Information supplied:
impl TextureAsset {
    /// Decode the source and create an idle asset with no bitmaps yet.
    ///
    /// Call [`TextureAsset::rasterize`] afterwards; the catalog does this on load.
    pub fn load(
        key: impl Into<String>,
        kind: SourceKind,
        bytes: &[u8],
        meta: AssetMeta,
    ) -> PuffsResult<Self> {
        let key = key.into();
        let (source, width, height) = Source::decode(kind, bytes)
            .map_err(|e| PuffsError::asset_load(key.as_str(), e.to_string()))?;
        Ok(Self::from_source(key, source, width, height, meta))
    }

    /// Create an idle asset from an already decoded source.
    pub fn from_source(
        key: impl Into<String>,
        source: Source,
        width: f64,
        height: f64,
        meta: AssetMeta,
    ) -> Self {
        Self {
            key: key.into(),
            meta,
            source,
            width,
            height,
            fill_override: None,
            raster: None,
            outlined: None,
            raster_generation: 0,
            outline_generation: 0,
            raster_work: Coalescer::default(),
            outline_work: Coalescer::default(),
            outline_settings: OutlineSettings::default(),
            epoch: 0,
            raster_runs: 0,
            outline_runs: 0,
        }
    }

    /// Swap in new source art; in-flight and owed work is forgotten and previous bitmaps stay
    /// visible until the next rasterize lands.
    pub fn replace_source(&mut self, kind: SourceKind, bytes: &[u8]) -> PuffsResult<()> {
        let (source, width, height) = Source::decode(kind, bytes)
            .map_err(|e| PuffsError::asset_load(self.key.as_str(), e.to_string()))?;
        self.source = source;
        self.width = width;
        self.height = height;
        self.epoch += 1;
        self.raster_work.reset();
        self.outline_work.reset();
        Ok(())
    }

    /// Stable key.
    pub fn key(&self) -> &str {
        &self.key
    }

    /// Metadata.
    pub fn meta(&self) -> &AssetMeta {
        &self.meta
    }

    /// Mutable metadata (placement edits).
    pub fn meta_mut(&mut self) -> &mut AssetMeta {
        &mut self.meta
    }

    /// Natural width in logical units.
    pub fn width(&self) -> f64 {
        self.width
    }

    /// Natural height in logical units.
    pub fn height(&self) -> f64 {
        self.height
    }

    /// Source kind.
    pub fn source_kind(&self) -> SourceKind {
        self.source.kind()
    }

    /// Whether an outlined variant is maintained.
    pub fn supports_outline(&self) -> bool {
        self.meta.outline
    }

    /// Source epoch; bumped by [`TextureAsset::replace_source`].
    pub fn epoch(&self) -> u64 {
        self.epoch
    }

    /// Overall processing state.
    pub fn processing_state(&self) -> ProcessingState {
        if self.raster_work.is_running() {
            ProcessingState::Rasterizing
        } else if self.outline_work.is_running() {
            ProcessingState::Outlining
        } else {
            ProcessingState::Idle
        }
    }

    /// Whether a trailing rasterize is owed.
    pub fn raster_pending(&self) -> bool {
        self.raster_work.is_pending()
    }

    /// Whether a trailing outline is owed.
    pub fn outline_pending(&self) -> bool {
        self.outline_work.is_pending()
    }

    /// Completed rasterize runs, including failed ones.
    pub fn raster_runs(&self) -> u64 {
        self.raster_runs
    }

    /// Completed outline runs, including failed ones.
    pub fn outline_runs(&self) -> u64 {
        self.outline_runs
    }

    /// Raster bitmap generation (0 until the first successful run).
    pub fn raster_generation(&self) -> u64 {
        self.raster_generation
    }

    /// Outline bitmap generation (0 until the first successful run).
    pub fn outline_generation(&self) -> u64 {
        self.outline_generation
    }

    /// Settings the next outline run will use.
    pub fn outline_settings(&self) -> OutlineSettings {
        self.outline_settings
    }

    /// Fill color applied to the `#colorable` element, if any.
    pub fn fill_override(&self) -> Option<Rgba8> {
        self.fill_override
    }

    /// Set the recolor fill; takes effect on the next rasterize.
    pub fn set_fill_override(&mut self, color: Option<Rgba8>) {
        self.fill_override = color;
    }

    /// Latest bitmap: the outlined one when asked for and available, else the raster.
    pub fn image(&self, want_outlined: bool) -> Option<ImageRef<'_>> {
        if want_outlined
            && self.supports_outline()
            && let Some(pixmap) = &self.outlined
        {
            return Some(ImageRef {
                pixmap,
                generation: self.outline_generation,
                outlined: true,
            });
        }
        self.raster.as_ref().map(|pixmap| ImageRef {
            pixmap,
            generation: self.raster_generation,
            outlined: false,
        })
    }

    /// Request a rasterize; schedules a task unless one is already in flight.
    pub fn rasterize(&mut self, queue: &mut TaskQueue) -> Admission {
        let admission = self.raster_work.request();
        self.admit(admission, WorkKind::Rasterize, queue);
        admission
    }

    /// Request an outline with `settings`; the latest settings win when the run starts.
    pub fn outline(&mut self, settings: OutlineSettings, queue: &mut TaskQueue) -> Admission {
        self.outline_settings = settings;
        if !self.supports_outline() {
            return Admission::Skipped;
        }
        if self.raster.is_none() || self.raster_work.is_running() {
            return Admission::Deferred;
        }
        let admission = self.outline_work.request();
        self.admit(admission, WorkKind::Outline, queue);
        admission
    }

    fn admit(&self, admission: Admission, kind: WorkKind, queue: &mut TaskQueue) {
        match admission {
            Admission::Start => queue.push_back(self.task(kind)),
            Admission::Coalesced => {
                tracing::debug!(key = %self.key, ?kind, "coalesced request into pending rerun");
            }
            Admission::Skipped | Admission::Deferred => {}
        }
    }

    fn task(&self, kind: WorkKind) -> Task {
        Task {
            key: self.key.clone(),
            kind,
            epoch: self.epoch,
        }
    }

    /// Execute one scheduled task, then advance the coalescing state and schedule follow-ups.
    ///
    /// Failures are logged and leave the previous bitmap in place. Tasks from an older epoch
    /// are dropped.
    pub fn run_task(&mut self, task: &Task, outliner: &mut Outliner, queue: &mut TaskQueue) {
        if task.epoch != self.epoch {
            tracing::debug!(key = %self.key, kind = ?task.kind, "dropped stale task");
            return;
        }

        match task.kind {
            WorkKind::Rasterize => {
                if let Err(err) = self.run_rasterize() {
                    tracing::warn!(key = %self.key, error = %err, "rasterize failed, keeping previous bitmap");
                }
                self.raster_runs += 1;
                match self.raster_work.finish() {
                    Completion::Rerun => {
                        tracing::debug!(key = %self.key, "trailing rasterize rerun");
                        queue.push_back(self.task(WorkKind::Rasterize));
                    }
                    Completion::Idle => {
                        if self.supports_outline() {
                            let settings = self.outline_settings;
                            self.outline(settings, queue);
                        }
                    }
                }
            }
            WorkKind::Outline => {
                if let Err(err) = self.run_outline(outliner) {
                    tracing::warn!(key = %self.key, error = %err, "outline failed, keeping previous bitmap");
                }
                self.outline_runs += 1;
                if self.outline_work.finish() == Completion::Rerun {
                    tracing::debug!(key = %self.key, "trailing outline rerun");
                    queue.push_back(self.task(WorkKind::Outline));
                }
            }
        }
    }

    fn run_rasterize(&mut self) -> PuffsResult<()> {
        let pixmap = match &self.source {
            Source::Vector(bytes) => {
                let css = match self.fill_override {
                    Some(color) if self.meta.colorable => Some(recolor_style_sheet(color)),
                    _ => None,
                };
                let tree = parse_svg(bytes, css.as_deref())?;
                let (w, h) = raster_size(self.width, self.height, self.meta.resolution)?;
                rasterize_svg(&tree, w, h)?
            }
            Source::Bitmap(pixmap) => Pixmap::clone(pixmap),
        };
        self.raster = Some(pixmap);
        self.raster_generation += 1;
        Ok(())
    }

    fn run_outline(&mut self, outliner: &mut Outliner) -> PuffsResult<()> {
        let raster = self
            .raster
            .as_ref()
            .ok_or_else(|| PuffsError::render("outline requested before rasterize"))?;

        // Outline thickness is in logical units; the raster is oversampled.
        let px_per_unit = f64::from(raster.width()) / self.width;
        let settings = self.outline_settings.scaled(px_per_unit);
        let pad = settings
            .ring_padding()?
            .checked_mul(2)
            .ok_or_else(|| PuffsError::render("outline padding overflows"))?;
        let grow = |side: u32| {
            side.checked_add(pad)
                .ok_or_else(|| PuffsError::render("outlined size overflows"))
        };
        let (w, h) = (grow(raster.width())?, grow(raster.height())?);
        let (rw, rh) = (f64::from(raster.width()), f64::from(raster.height()));

        let out = outliner.process(w, h, &settings, |canvas| {
            canvas.draw_image_centered(raster, rw, rh);
        })?;
        self.outlined = Some(out.clone());
        self.outline_generation += 1;
        Ok(())
    }

    /// Logical size of the image returned by [`TextureAsset::image`], padding included.
    pub fn image_size(&self, image: &ImageRef<'_>) -> (f64, f64) {
        let Some(raster) = &self.raster else {
            return (self.width, self.height);
        };
        let sx = self.width / f64::from(raster.width());
        let sy = self.height / f64::from(raster.height());
        (
            f64::from(image.pixmap.width()) * sx,
            f64::from(image.pixmap.height()) * sy,
        )
    }
}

Your instructions: In the material above, report how many lines hold the word "keeping", and add nothing to the figure.

Exercise output: 2